┌──

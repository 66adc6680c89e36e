mod issue;
mod project;

pub use issue::Issue;
pub use project::{CatalogEntry, Member, Project, ProjectMetadata};

/// Project metadata keyed by project id.
///
/// An `IndexMap` keeps iteration in load order, so cross-project walks
/// (chip summaries, dropdown option collection) are deterministic.
pub type MetadataMap = indexmap::IndexMap<i64, ProjectMetadata>;
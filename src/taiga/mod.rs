pub mod auth;
pub mod client;
pub mod types;

use reqwest::StatusCode;
use thiserror::Error;

#[derive(Debug, Error)]
pub enum TaigaError {
    #[error("request failed: {0}")]
    Http(#[from] reqwest::Error),
    #[error("invalid URL: {0}")]
    Url(#[from] url::ParseError),
    #[error("authentication rejected by the server (HTTP {0})")]
    Unauthorized(StatusCode),
    #[error("unexpected response from {context} (HTTP {status})")]
    Status { status: StatusCode, context: String },
}
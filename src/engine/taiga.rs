use std::time::Duration;

use secrecy::Secret;
use tokio::sync::mpsc::UnboundedReceiver;

use super::interface::{Engine, EngineHandle, Event, Request};
use crate::taiga::client::{TaigaClient, filters_to_query};
use crate::types::{Issue, MetadataMap, Project};

/// Issue-list cache entries stay valid for this long unless a refresh is
/// forced.
const ISSUE_CACHE_TTL: Duration = Duration::from_secs(120);

/// Engine backed by a live Taiga instance.
///
/// Runs on a dedicated OS thread owning its own Tokio runtime; the UI talks
/// to it exclusively through the request channel.
pub struct TaigaEngine {
    client: TaigaClient,
    token: Secret<String>,
    project_ids: Vec<i64>,
}

impl TaigaEngine {
    pub fn new(client: TaigaClient, token: Secret<String>, project_ids: Vec<i64>) -> Self {
        Self {
            client,
            token,
            project_ids,
        }
    }
}

impl Engine for TaigaEngine {
    fn start(self) -> EngineHandle {
        let (tx, rx) = tokio::sync::mpsc::unbounded_channel::<Request>();
        std::thread::spawn(move || {
            let rt = tokio::runtime::Runtime::new().expect("engine tokio runtime");
            rt.block_on(self.run_loop(rx));
        });
        EngineHandle::new(tx)
    }
}

impl TaigaEngine {
    async fn run_loop(self, mut rx: UnboundedReceiver<Request>) {
        let issue_cache: moka::future::Cache<String, Vec<Issue>> = moka::future::Cache::builder()
            .max_capacity(64)
            .time_to_live(ISSUE_CACHE_TTL)
            .build();

        while let Some(req) = rx.recv().await {
            match req {
                Request::FetchProjects { reply_tx } => {
                    let mut projects: Vec<Project> = Vec::new();
                    let mut metadata = MetadataMap::new();
                    let mut failure: Option<String> = None;

                    for &project_id in &self.project_ids {
                        match self.client.get_project(&self.token, project_id).await {
                            Ok(dto) => {
                                let (project, meta) = dto.into_parts();
                                metadata.insert(project.id, meta);
                                projects.push(project);
                            }
                            Err(e) => {
                                tracing::warn!(project_id, error = %e, "project fetch failed");
                                failure = Some(e.to_string());
                            }
                        }
                    }

                    // Partial data is still useful; report the last failure
                    // alongside whatever loaded.
                    if let Some(message) = failure {
                        let _ = reply_tx.send(Event::FetchError {
                            context: "projects".to_owned(),
                            message,
                        });
                    }
                    let _ = reply_tx.send(Event::ProjectsFetched { projects, metadata });
                }
                Request::FetchIssues {
                    filters,
                    force,
                    reply_tx,
                } => {
                    let cache_key = serde_json::to_string(&filters.normalized())
                        .unwrap_or_else(|_| String::from("{}"));

                    if !force && let Some(issues) = issue_cache.get(&cache_key).await {
                        let _ = reply_tx.send(Event::IssuesFetched { issues });
                        continue;
                    }

                    let query = filters_to_query(&filters, &self.project_ids);
                    match self.client.list_issues(&self.token, &query).await {
                        Ok(dtos) => {
                            let issues: Vec<Issue> = dtos.into_iter().map(Into::into).collect();
                            issue_cache.insert(cache_key, issues.clone()).await;
                            let _ = reply_tx.send(Event::IssuesFetched { issues });
                        }
                        Err(e) => {
                            tracing::warn!(error = %e, "issue fetch failed");
                            let _ = reply_tx.send(Event::FetchError {
                                context: "issues".to_owned(),
                                message: e.to_string(),
                            });
                        }
                    }
                }
                Request::Shutdown => break,
            }
        }
    }
}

└──

[Required work] When the line with "rejected by the" is reached in the data above, start copying there, and copy each line exactly until the line with "for &project_id in" has been copied; copy nothing else.

[Solution for this task]
    #[error("authentication rejected by the server (HTTP {0})")]
    Unauthorized(StatusCode),
    #[error("unexpected response from {context} (HTTP {status})")]
    Status { status: StatusCode, context: String },
}
filename src/engine/taiga.rs
use std::time::Duration;

use secrecy::Secret;
use tokio::sync::mpsc::UnboundedReceiver;

use super::interface::{Engine, EngineHandle, Event, Request};
use crate::taiga::client::{TaigaClient, filters_to_query};
use crate::types::{Issue, MetadataMap, Project};

/// Issue-list cache entries stay valid for this long unless a refresh is
/// forced.
const ISSUE_CACHE_TTL: Duration = Duration::from_secs(120);

/// Engine backed by a live Taiga instance.
///
/// Runs on a dedicated OS thread owning its own Tokio runtime; the UI talks
/// to it exclusively through the request channel.
pub struct TaigaEngine {
    client: TaigaClient,
    token: Secret<String>,
    project_ids: Vec<i64>,
}

impl TaigaEngine {
    pub fn new(client: TaigaClient, token: Secret<String>, project_ids: Vec<i64>) -> Self {
        Self {
            client,
            token,
            project_ids,
        }
    }
}

impl Engine for TaigaEngine {
    fn start(self) -> EngineHandle {
        let (tx, rx) = tokio::sync::mpsc::unbounded_channel::<Request>();
        std::thread::spawn(move || {
            let rt = tokio::runtime::Runtime::new().expect("engine tokio runtime");
            rt.block_on(self.run_loop(rx));
        });
        EngineHandle::new(tx)
    }
}

impl TaigaEngine {
    async fn run_loop(self, mut rx: UnboundedReceiver<Request>) {
        let issue_cache: moka::future::Cache<String, Vec<Issue>> = moka::future::Cache::builder()
            .max_capacity(64)
            .time_to_live(ISSUE_CACHE_TTL)
            .build();

        while let Some(req) = rx.recv().await {
            match req {
                Request::FetchProjects { reply_tx } => {
                    let mut projects: Vec<Project> = Vec::new();
                    let mut metadata = MetadataMap::new();
                    let mut failure: Option<String> = None;

                    for &project_id in &self.project_ids {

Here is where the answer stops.